Lines from the beginning of the entries up to and including the one with "static LEADING_YEAR: LazyLock<Regex>" must be duplicated word for word; leave out all others.

================================

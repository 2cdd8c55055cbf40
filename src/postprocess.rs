//! Category-specific title cleanup and date filtering

use std::sync::LazyLock;

use chrono::{Duration, NaiveDate};
use regex::Regex;
use tracing::debug;

use crate::calendar::{CalendarItem, Category};
use crate::extract::is_junk_title;

/// How far back class sessions are kept, so a running series stays visible
pub const DEFAULT_CLASS_LOOKBACK_DAYS: i64 = 30;

const MONTH_PREFIX: &str = r"(?:jan|feb|mar|apr|may|jun|jul|aug|sep|oct|nov|dec)[a-z]*";

static LEADING_YEAR: LazyLock<Regex> = LazyLock::new(|| {
    Regex::new(r"^(?:19|20)\d{2}\b[\s:\-|]*").expect("valid leading year regex")
});

static ORDINAL_ANNUAL: LazyLock<Regex> = LazyLock::new(|| {
    Regex::new(
        r"(?i)^(?:\d+(?:st|nd|rd|th)|first|second|third|fourth|fifth|sixth|seventh|eighth|ninth|tenth)?\s*annual\b\s*",
    )
    .expect("valid annual regex")
});

static GLUED_DAY_MONTH: LazyLock<Regex> = LazyLock::new(|| {
    Regex::new(&format!(r"(?i)^\d{{1,2}}{}\b[\s:\-|,]*", MONTH_PREFIX)).expect("valid glued date regex")
});

static MONTH_DAY_PREFIX: LazyLock<Regex> = LazyLock::new(|| {
    Regex::new(&format!(
        r"(?i)^{}\.?\s+\d{{1,2}}(?:st|nd|rd|th)?\b[\s:\-|,]*",
        MONTH_PREFIX
    ))
    .expect("valid month day prefix regex")
});

static LEADING_DIGITS: LazyLock<Regex> =
    LazyLock::new(|| Regex::new(r"^\d+[\s:\-|.)]+").expect("valid leading digits regex"));

fn collapse(text: &str) -> String {
    text.split_whitespace().collect::<Vec<_>>().join(" ")
}

/// Strip date noise that listing pages glue onto event titles
///
/// Handles leading years, "annual" prefixes with or without an ordinal,
/// glued day-month tokens ("13November"), leading month-day text and stray
/// leading digits.
pub fn clean_event_title(title: &str) -> String {
    let mut title = collapse(title);
    for re in [
        &*LEADING_YEAR,
        &*ORDINAL_ANNUAL,
        &*GLUED_DAY_MONTH,
        &*MONTH_DAY_PREFIX,
        &*LEADING_DIGITS,
    ] {
        if let Some(m) = re.find(&title) {
            // Never strip a title down to nothing
            if m.end() < title.len() {
                title = title[m.end()..].to_string();
            }
        }
    }
    title.trim().to_string()
}

/// Clean titles and drop past items for one category
///
/// # Arguments
///
/// * `items` - Items of `category`
/// * `category` - Selects the cleanup and date floor rules
/// * `today` - Reference date for the floor
/// * `class_lookback_days` - Days before `today` that class sessions are kept
///
/// # Returns
///
/// Surviving items in input order
pub fn postprocess(
    items: Vec<CalendarItem>,
    category: Category,
    today: NaiveDate,
    class_lookback_days: i64,
) -> Vec<CalendarItem> {
    let floor = match category {
        Category::Classes => today - Duration::days(class_lookback_days),
        Category::Events | Category::Meetings => today,
    };

    let before = items.len();
    let kept: Vec<CalendarItem> = items
        .into_iter()
        .filter_map(|mut item| {
            item.title = match category {
                Category::Events => clean_event_title(&item.title),
                Category::Classes | Category::Meetings => collapse(&item.title),
            };
            if is_junk_title(&item.title) {
                debug!(title = %item.title, "Dropping junk title");
                return None;
            }
            if item.date() < floor {
                debug!(title = %item.title, date = %item.date(), "Dropping past item");
                return None;
            }
            Some(item)
        })
        .collect();

    debug!(
        category = %category,
        before,
        after = kept.len(),
        "Post-processed items"
    );
    kept
}

#[cfg(test)]
mod tests {
    use super::*;

    fn d(y: i32, m: u32, day: u32) -> NaiveDate {
        NaiveDate::from_ymd_opt(y, m, day).unwrap()
    }

    fn item(title: &str, category: Category, date: NaiveDate) -> CalendarItem {
        CalendarItem::new(
            title,
            category,
            date.and_hms_opt(10, 0, 0).unwrap(),
            "https://example.com",
            "Example",
        )
    }

    #[test]
    fn test_clean_event_titles() {
        assert_eq!(clean_event_title("2026 Annual Spring Festival"), "Spring Festival");
        assert_eq!(clean_event_title("2nd Annual Chili Cook-Off"), "Chili Cook-Off");
        assert_eq!(clean_event_title("Annual  Holiday Parade"), "Holiday Parade");
        assert_eq!(clean_event_title("13November Jazz Night"), "Jazz Night");
        assert_eq!(clean_event_title("March 7 - Art Walk"), "Art Walk");
        assert_eq!(clean_event_title("12 | Farmers Market"), "Farmers Market");
        assert_eq!(clean_event_title("May Day Parade"), "May Day Parade");
        assert_eq!(clean_event_title("Marching Band Showcase"), "Marching Band Showcase");
    }

    #[test]
    fn test_events_drop_past_and_junk() {
        let today = d(2026, 2, 10);
        let items = vec![
            item("2026 Annual Spring Festival", Category::Events, d(2026, 4, 18)),
            item("Old Concert", Category::Events, d(2026, 2, 9)),
            item("Today Show", Category::Events, today),
            item("Read More", Category::Events, d(2026, 3, 1)),
        ];
        let kept = postprocess(items, Category::Events, today, DEFAULT_CLASS_LOOKBACK_DAYS);

        let titles: Vec<&str> = kept.iter().map(|i| i.title.as_str()).collect();
        assert_eq!(titles, vec!["Spring Festival", "Today Show"]);
    }

    #[test]
    fn test_classes_keep_recent_past_and_ordinals() {
        let today = d(2026, 2, 10);
        let items = vec![
            item("Pottery  Week 2", Category::Classes, d(2026, 1, 20)),
            item("Ancient Class", Category::Classes, d(2025, 12, 1)),
            item("2nd Annual Workshop", Category::Classes, d(2026, 3, 1)),
        ];
        let kept = postprocess(items, Category::Classes, today, DEFAULT_CLASS_LOOKBACK_DAYS);

        let titles: Vec<&str> = kept.iter().map(|i| i.title.as_str()).collect();
        assert_eq!(titles, vec!["Pottery Week 2", "2nd Annual Workshop"]);
    }

    #[test]
    fn test_meetings_keep_year_prefix() {
        let today = d(2026, 2, 10);
        let items = vec![
            item("2026 Budget Hearing", Category::Meetings, d(2026, 3, 3)),
            item("2025 Budget Hearing", Category::Meetings, d(2026, 2, 1)),
        ];
        let kept = postprocess(items, Category::Meetings, today, DEFAULT_CLASS_LOOKBACK_DAYS);

        assert_eq!(kept.len(), 1);
        assert_eq!(kept[0].title, "2026 Budget Hearing");
    }
}
//! # Pipeline Configuration Module
//!
//! Tunables for a refresh run. Defaults match the production schedule: six
//! months of recurrence expansion and a thirty-day window for class sessions.

use chrono::{Local, NaiveDate};

use crate::postprocess::DEFAULT_CLASS_LOOKBACK_DAYS;
use crate::recurrence::DEFAULT_RECURRENCE_HORIZON_MONTHS;

/// Configuration for a pipeline run
#[derive(Debug, Clone)]
pub struct PipelineConfig {
    /// Months covered by recurrence expansion and calendar month pages
    pub recurrence_horizon_months: u32,

    /// Days before today that class sessions are kept
    pub class_lookback_days: i64,

    /// Whether candidates with a detail link get a Stage-2 visit
    pub enrich_details: bool,

    /// Cap on candidates taken from one source
    pub max_candidates_per_source: usize,

    /// Fixed reference date; the local date when unset
    pub today: Option<NaiveDate>,

    /// Whether calendar sources also get their `?month=` pages fetched
    pub fetch_month_pages: bool,
}

impl Default for PipelineConfig {
    fn default() -> Self {
        Self {
            recurrence_horizon_months: DEFAULT_RECURRENCE_HORIZON_MONTHS,
            class_lookback_days: DEFAULT_CLASS_LOOKBACK_DAYS,
            enrich_details: true,
            max_candidates_per_source: 100,
            today: None,
            fetch_month_pages: true,
        }
    }
}

/// Builder for PipelineConfig
#[derive(Debug, Default)]
pub struct PipelineConfigBuilder {
    config: PipelineConfig,
}

impl PipelineConfigBuilder {
    /// Create a new builder with default configuration
    pub fn new() -> Self {
        Self {
            config: PipelineConfig::default(),
        }
    }

    /// Set the recurrence horizon in months
    pub fn recurrence_horizon_months(mut self, months: u32) -> Self {
        self.config.recurrence_horizon_months = months;
        self
    }

    /// Set the class lookback window in days
    pub fn class_lookback_days(mut self, days: i64) -> Self {
        self.config.class_lookback_days = days;
        self
    }

    /// Enable or disable detail page enrichment
    pub fn enrich_details(mut self, enrich: bool) -> Self {
        self.config.enrich_details = enrich;
        self
    }

    /// Set the per-source candidate cap
    pub fn max_candidates_per_source(mut self, max: usize) -> Self {
        self.config.max_candidates_per_source = max;
        self
    }

    /// Pin the reference date
    pub fn today(mut self, today: NaiveDate) -> Self {
        self.config.today = Some(today);
        self
    }

    /// Enable or disable calendar month page fetches
    pub fn fetch_month_pages(mut self, fetch: bool) -> Self {
        self.config.fetch_month_pages = fetch;
        self
    }

    /// Build the configuration
    pub fn build(self) -> PipelineConfig {
        self.config
    }
}

impl PipelineConfig {
    /// Create a new builder
    pub fn builder() -> PipelineConfigBuilder {
        PipelineConfigBuilder::new()
    }

    /// The reference date for this run
    pub fn today(&self) -> NaiveDate {
        self.today.unwrap_or_else(|| Local::now().date_naive())
    }
}

#[cfg(test)]
mod tests {
    use super::*;

    #[test]
    fn test_defaults() {
        let config = PipelineConfig::default();
        assert_eq!(config.recurrence_horizon_months, 6);
        assert_eq!(config.class_lookback_days, 30);
        assert!(config.enrich_details);
        assert!(config.fetch_month_pages);
        assert_eq!(config.max_candidates_per_source, 100);
    }

    #[test]
    fn test_today_override() {
        let today = NaiveDate::from_ymd_opt(2026, 2, 10).unwrap();
        let config = PipelineConfig::builder()
            .today(today)
            .enrich_details(false)
            .build();
        assert_eq!(config.today(), today);
        assert!(!config.enrich_details);
    }
}
//! Normalized calendar entries

use chrono::{NaiveDate, NaiveDateTime};
use serde::{Deserialize, Serialize};

use super::Category;

/// A calendar entry as delivered to the feed consumer
#[derive(Debug, Clone, PartialEq, Serialize, Deserialize)]
pub struct CalendarItem {
    /// Human-readable name
    pub title: String,

    /// Feed this item belongs to
    category: Category,

    /// Scheduling anchor; the time is always resolved
    pub start: NaiveDateTime,

    /// Free-text description
    #[serde(default, skip_serializing_if = "Option::is_none")]
    pub description: Option<String>,

    /// Venue or room
    #[serde(default, skip_serializing_if = "Option::is_none")]
    pub location: Option<String>,

    /// Instructor for classes
    #[serde(default, skip_serializing_if = "Option::is_none")]
    pub instructor: Option<String>,

    /// Click-through link (detail page or listing page)
    pub url: String,

    /// Normalized recurrence phrase, e.g. "first friday"
    #[serde(default, skip_serializing_if = "Option::is_none")]
    pub recurring_pattern: Option<String>,

    /// Name of the source this item was scraped from
    pub source_name: String,

    /// Always false; kept for calendar widgets that expect the flag
    #[serde(default, rename = "allDay")]
    pub all_day: bool,
}

impl CalendarItem {
    /// Create an item with the required fields
    pub fn new(
        title: impl Into<String>,
        category: Category,
        start: NaiveDateTime,
        url: impl Into<String>,
        source_name: impl Into<String>,
    ) -> Self {
        Self {
            title: title.into(),
            category,
            start,
            description: None,
            location: None,
            instructor: None,
            url: url.into(),
            recurring_pattern: None,
            source_name: source_name.into(),
            all_day: false,
        }
    }

    /// The category this item was created under
    pub fn category(&self) -> Category {
        self.category
    }

    /// Calendar date of `start`
    pub fn date(&self) -> NaiveDate {
        self.start.date()
    }

    /// Set the description
    pub fn with_description(mut self, description: impl Into<String>) -> Self {
        self.description = Some(description.into());
        self
    }

    /// Set the location
    pub fn with_location(mut self, location: impl Into<String>) -> Self {
        self.location = Some(location.into());
        self
    }

    /// Set the instructor
    pub fn with_instructor(mut self, instructor: impl Into<String>) -> Self {
        self.instructor = Some(instructor.into());
        self
    }

    /// Set the recurrence phrase
    pub fn with_recurring_pattern(mut self, pattern: impl Into<String>) -> Self {
        self.recurring_pattern = Some(pattern.into());
        self
    }

    /// Copy of this item rescheduled to `start`
    pub fn rescheduled(&self, start: NaiveDateTime) -> Self {
        Self {
            start,
            ..self.clone()
        }
    }
}

#[cfg(test)]
mod tests {
    use super::*;
    use chrono::NaiveDate;

    fn start() -> NaiveDateTime {
        NaiveDate::from_ymd_opt(2026, 3, 15)
            .unwrap()
            .and_hms_opt(19, 0, 0)
            .unwrap()
    }

    #[test]
    fn test_serializes_iso_start() {
        let item = CalendarItem::new(
            "Spring Festival",
            Category::Events,
            start(),
            "https://example.com/spring",
            "Visit Valdosta",
        )
        .with_location("Downtown");

        let json = serde_json::to_value(&item).unwrap();
        assert_eq!(json["start"], "2026-03-15T19:00:00");
        assert_eq!(json["category"], "events");
        assert_eq!(json["location"], "Downtown");
        assert_eq!(json["allDay"], false);
        assert!(json.get("description").is_none());
    }

    #[test]
    fn test_rescheduled_keeps_everything_but_start() {
        let item = CalendarItem::new("Art Walk", Category::Events, start(), "u", "s")
            .with_recurring_pattern("first friday");
        let later = start() + chrono::Duration::days(28);
        let moved = item.rescheduled(later);

        assert_eq!(moved.start, later);
        assert_eq!(moved.title, "Art Walk");
        assert_eq!(moved.category(), Category::Events);
        assert_eq!(moved.recurring_pattern.as_deref(), Some("first friday"));
    }
}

================================

### [Expected answer]
repository 2cdd8c55055cbf40
filename src/postprocess.rs
//! Category-specific title cleanup and date filtering

use std::sync::LazyLock;

use chrono::{Duration, NaiveDate};
use regex::Regex;
use tracing::debug;

use crate::calendar::{CalendarItem, Category};
use crate::extract::is_junk_title;

/// How far back class sessions are kept, so a running series stays visible
pub const DEFAULT_CLASS_LOOKBACK_DAYS: i64 = 30;

const MONTH_PREFIX: &str = r"(?:jan|feb|mar|apr|may|jun|jul|aug|sep|oct|nov|dec)[a-z]*";

static LEADING_YEAR: LazyLock<Regex> = LazyLock::new(|| {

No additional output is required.